To hear the voices of older Americans who face high drug costs month after month is to hear fear and worry, anger and stress. Many say they’re figuring out how to make ends meet, skipping vacations and other goodies they’ve been saving up for.
For Kim Armbruster, 65, who recently retired after a 40-year nursing career, keeping down the costs of her medications for diabetes, psoriatic arthritis and Graves’ disease, an autoimmune disorder that affects the thyroid, has been a struggle since she started getting Medicare. in March.
Ms. Armbruster, of Cary, Ill., said she saved extra insulin from prescriptions taken when she had commercial insurance, enough to cut costs before a monthly cap kicked in. But her other conditions have caused great financial strain.
By June, she had reached Medicare’s threshold for catastrophic coverage after paying more than $7,000 for Enbrel, a drug she takes for arthritis; Synthroid, which she takes for Graves’ disease; Eliquis, for atrial fibrillation, insulin and her insulin pump.

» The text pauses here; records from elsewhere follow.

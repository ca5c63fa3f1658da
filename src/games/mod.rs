/// Game trait shared by the host loop.

pub mod fuel;

use crate::input::InputEvent;

/// Trait that all games implement.
pub trait Game {
    /// Handle an input event. Returns true if the event was consumed.
    fn handle_input(&mut self, event: &InputEvent) -> bool;

    /// Advance game logic by `delta_ticks` discrete ticks.
    fn tick(&mut self, delta_ticks: u32);
}
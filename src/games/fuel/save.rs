//! Progress snapshots.
//!
//! ## Versioning
//!
//! - `SAVE_VERSION`: current format. Bump when fields are added.
//! - `MIN_COMPATIBLE_VERSION`: oldest format that still loads. Adding fields
//!   keeps it unchanged (`#[serde(default)]` fills the gaps); only a change
//!   in meaning or a removal raises it.
//!
//! Only persistent progress is captured. Timers, open prompts, cheers and the
//! mid-tour tutorial position are session state and start fresh on import:
//! an unfinished tour restarts at `Welcome`.
//!
//! A snapshot is always normalized (`current_xp < max_xp`); one that is not
//! is rejected rather than levelled up on load.

use serde::{Deserialize, Serialize};
use thiserror::Error;

use super::contact::ContactGate;
use super::logic;
use super::state::{
    CartItem, CheckoutStep, FuelState, MembershipTier, PhysicalStats, UserStats,
};
use super::tutorial::TutorialStep;

const SAVE_VERSION: u32 = 1;
const MIN_COMPATIBLE_VERSION: u32 = 1;

#[derive(Debug, Error)]
pub enum SaveError {
    #[error("snapshot is not valid JSON: {0}")]
    Parse(#[from] serde_json::Error),
    #[error("snapshot version {0} is not supported")]
    Incompatible(u32),
    #[error("snapshot xp {current_xp} is not below its level threshold {max_xp}")]
    XpOverThreshold { current_xp: u64, max_xp: u64 },
}

#[derive(Serialize, Deserialize)]
struct SaveData {
    version: u32,
    game: FuelSave,
}

#[derive(Serialize, Deserialize, Debug, PartialEq)]
struct LadderClaims {
    ladder_id: String,
    claimed: Vec<String>,
}

#[derive(Serialize, Deserialize, Debug, PartialEq)]
struct CartLine {
    item_id: String,
    quantity: u32,
}

#[derive(Serialize, Deserialize, Debug, PartialEq)]
#[serde(default)]
struct FuelSave {
    level: u32,
    current_xp: u64,
    max_xp: u64,
    coins: u64,
    membership_tier: MembershipTier,
    inventory: Vec<String>,
    stats: UserStats,
    physical_stats: PhysicalStats,
    ladder_claims: Vec<LadderClaims>,
    has_spun_daily_wheel: bool,
    email: Option<String>,
    phone: Option<String>,
    completed_quests: Vec<String>,
    cart: Vec<CartLine>,
    tutorial_complete: bool,
    rng_seed: u64,
}

impl Default for FuelSave {
    fn default() -> Self {
        Self {
            level: 1,
            current_xp: 0,
            max_xp: 500,
            coins: 0,
            membership_tier: MembershipTier::Free,
            inventory: Vec::new(),
            stats: UserStats::default(),
            physical_stats: PhysicalStats::default(),
            ladder_claims: Vec::new(),
            has_spun_daily_wheel: false,
            email: None,
            phone: None,
            completed_quests: Vec::new(),
            cart: Vec::new(),
            tutorial_complete: false,
            rng_seed: 42,
        }
    }
}

fn extract_save(state: &FuelState) -> SaveData {
    let p = &state.profile;
    SaveData {
        version: SAVE_VERSION,
        game: FuelSave {
            level: p.level,
            current_xp: p.current_xp,
            max_xp: p.max_xp,
            coins: p.coins,
            membership_tier: p.membership_tier,
            inventory: p.inventory.clone(),
            stats: p.stats,
            physical_stats: p.physical_stats,
            ladder_claims: p
                .ladders
                .iter()
                .map(|l| LadderClaims {
                    ladder_id: l.id.clone(),
                    claimed: l
                        .steps
                        .iter()
                        .filter(|s| s.is_claimed)
                        .map(|s| s.id.clone())
                        .collect(),
                })
                .collect(),
            has_spun_daily_wheel: p.has_spun_daily_wheel,
            email: p.email.clone(),
            phone: p.phone.clone(),
            completed_quests: state
                .quests
                .iter()
                .filter(|q| q.is_completed)
                .map(|q| q.id.clone())
                .collect(),
            cart: state
                .cart
                .iter()
                .map(|c| CartLine {
                    item_id: c.item.id.clone(),
                    quantity: c.quantity,
                })
                .collect(),
            tutorial_complete: state.tutorial == TutorialStep::Done,
            rng_seed: state.rng_seed,
        },
    }
}

fn apply_save(state: &mut FuelState, save: &FuelSave) {
    let p = &mut state.profile;
    p.level = save.level.max(1);
    p.current_xp = save.current_xp;
    p.max_xp = save.max_xp.max(1);
    p.coins = save.coins;
    p.membership_tier = save.membership_tier;
    p.inventory = save.inventory.clone();
    p.stats = save.stats;
    p.physical_stats = save.physical_stats;
    p.has_spun_daily_wheel = save.has_spun_daily_wheel;
    p.email = save.email.clone();
    p.phone = save.phone.clone();

    // Ladders and quests come from the catalog; ids it no longer has are dropped.
    p.ladders = state.catalog.ladders.clone();
    for ladder in &mut p.ladders {
        let claimed = save
            .ladder_claims
            .iter()
            .find(|c| c.ladder_id == ladder.id)
            .map(|c| c.claimed.as_slice())
            .unwrap_or_default();
        for step in &mut ladder.steps {
            step.is_claimed = claimed.contains(&step.id);
        }
    }
    state.quests = state.catalog.quests.clone();
    for quest in &mut state.quests {
        quest.is_completed = save.completed_quests.contains(&quest.id);
    }
    state.cart = save
        .cart
        .iter()
        .filter(|line| line.quantity > 0)
        .filter_map(|line| {
            state.catalog.menu_item(&line.item_id).map(|item| CartItem {
                item: item.clone(),
                quantity: line.quantity,
            })
        })
        .collect();

    state.rng_seed = save.rng_seed;
    state.timers.clear();
    state.checkout_step = CheckoutStep::Cart;
    state.contact = ContactGate::new();
    state.daily_spin.close();
    state.slot_machine.close();
    state.show_simulation_button = false;
    state.show_membership = false;
    state.show_level_up = false;
    state.cheered.clear();
    state.toast = None;
    state.confetti_ticks = 0;
    if save.tutorial_complete {
        state.tutorial = TutorialStep::Done;
        logic::offer_daily_spin(state);
    } else {
        state.tutorial = TutorialStep::Welcome;
    }
}

/// Serialize the player's progress.
pub fn export(state: &FuelState) -> Result<String, SaveError> {
    Ok(serde_json::to_string(&extract_save(state))?)
}

/// Load a snapshot into `state`. On error `state` is left untouched.
pub fn import(state: &mut FuelState, json: &str) -> Result<(), SaveError> {
    let data: SaveData = serde_json::from_str(json).map_err(|e| {
        log::warn!("snapshot rejected: {e}");
        SaveError::Parse(e)
    })?;
    if data.version < MIN_COMPATIBLE_VERSION || data.version > SAVE_VERSION {
        log::warn!("snapshot version {} not supported", data.version);
        return Err(SaveError::Incompatible(data.version));
    }
    let game = &data.game;
    if game.current_xp >= game.max_xp.max(1) {
        log::warn!("snapshot xp {}/{} not normalized", game.current_xp, game.max_xp);
        return Err(SaveError::XpOverThreshold {
            current_xp: game.current_xp,
            max_xp: game.max_xp,
        });
    }
    apply_save(state, &data.game);
    log::info!(
        "snapshot v{} loaded: level {}, {} FC",
        data.version,
        state.profile.level,
        state.profile.coins
    );
    Ok(())
}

“It’s about thinking ahead, looking for alternatives and strategizing the household budget to be able to get the medicine we need,” she said. Learning to keep up with costs, she added, was like “baptism by fire, learning everything I can about it to maneuver drug costs and stay healthy without complications.”
The carousel of medications taken by Mr. Spring, the dementia patient who died in April, included staggering prices for drugs including Eliquis, for a heart condition, and Namenda, an Alzheimer’s drug. Mr. Spring also took an antidepressant and medication to mitigate side effects from Namenda.